He got his wallet out, but did not open it yet, he was not through yet.

“Where you aim to go? The Service? The Ritz? The Pacific? The New Senator? The New Congress Mrs Kipfer runs? I know em all, boy, hell I support em. Listen, now, boy. Let me give you a little tip. Ers a new job over to the Ritz. Not so hot on looks but boys! will she work you over. Hunh? What you say? Kind of gits ye, dont it? Like to have a little bit a that stuff? wunt ye? ’ey? Hows about er, ’ey?”

A number of the players were looking at them now and laughing. Turp grinned back at them smugly, relishing his audience, not wanting to lose it, not just yet.

Prew was still silent but his face was reddening in spite of himself. He cursed silently at his face for reddening.

Turp laughed again, winking at his audience, get this now, this going to be a good one now, just get this. His long bony nose poked into Prewitt’s face with each bob of nervous laughter. The grin pulled up the long corners of his chinless mouth making his face into a series of sharp prying Vs. The subdued murky eyes popped into bright intensity like bursting flares, filled with obscene curiosity and insulting laughter. Turp was at his best before an audience, get this now.

“Haw,” Turp hawked, winking at his audience. “Why hell, boy, if you’d do it with her her way, you wunt have to borry no money. She’d give it to ye for nuthin, and probly be willin to take you to raise in the bargain. Hows about that, ’ey?”

The audience roared. Old Turp was in form. Even the dice stopped rattling.

“I hear thats what she likes,” Turp hawed. “Hows about it, ’ey? Man never knows till he tried it. Maybe he been missin somethin all his life. I hear them boys out in Hollywood make a lot of money that a way. Man awys use a leetle money, caint e? Might even get to like it, who knows?

“Haw, look at im. He blushin. Look at im, boys. Laws, I do declare he blushin. You really want to borry some money now, Prewitt? Or you jist pullin my leg now? Maybe you wont need it now.”

Prew stayed silent but he was having trouble with it. He had to keep shut, if he aimed to get the money. And Turp had money. Turp made money. He had been running a shed from G Company when O’Hayer was just an upstart. But O’Hayer’s rise had been meteoric and he had topped them all. For this Turp hated and feared the gambler with a sly long-nosed implacability. Yet strangely, he took the small sums he made from his loans and the large sums he made from his shed and lost them all across O’Hayer’s poker table along in the middle of the month.
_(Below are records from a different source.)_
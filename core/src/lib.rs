//! Core types and storage traits for plugin provisioning.
//!
//! This crate defines the shared vocabulary of the plugin-installer
//! workspace: the role-permission entity model, the provisioning error
//! taxonomy, name-list parsing, and the traits concrete storage backends
//! implement ([`SchemaConn`], [`AuthStore`]).
//!
//! The provisioning service itself lives in the `plugin-installer` crate;
//! the SQLite backend lives in `plugin-installer-sqlite`.
//!
//! # Design
//!
//! Operations in this workspace never trust a mutating statement's own
//! success signal. Tables are probed with `COUNT(*)` reads, deletes are
//! verified with count queries, and renames are verified by re-resolving
//! the new name. The traits here encode that contract.

mod error;
mod names;
mod notify;
mod store;
mod types;

pub use error::{InstallError, Result, StoreError};
pub use names::{split_names, validate_identifier};
pub use notify::{Flash, NoticeKind, Notifier};
pub use store::{AuthStore, SchemaConn};
pub use types::{EntityKind, LinkFilter, LinkTable, Permission, Role, RolePermission, UserRole};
After Payday gambling rush was over and his own shed was closed down, he would sit in on the winners’ game, betting wildly, cursing with nervous excitability, losing steadily. It was as if the sterile contamination of his own spavined Mississippi land had gotten like clap into his blood and made even himself an object of his own ingrown suspicious hatred, so that he frantically threw away every cent he could pick up, in order to keep Turp from cheating Thornhill. And in the end the hated O’Hayer, cool and mathematical and impersonal, always collected the profits of Turp’s shed in addition to his own.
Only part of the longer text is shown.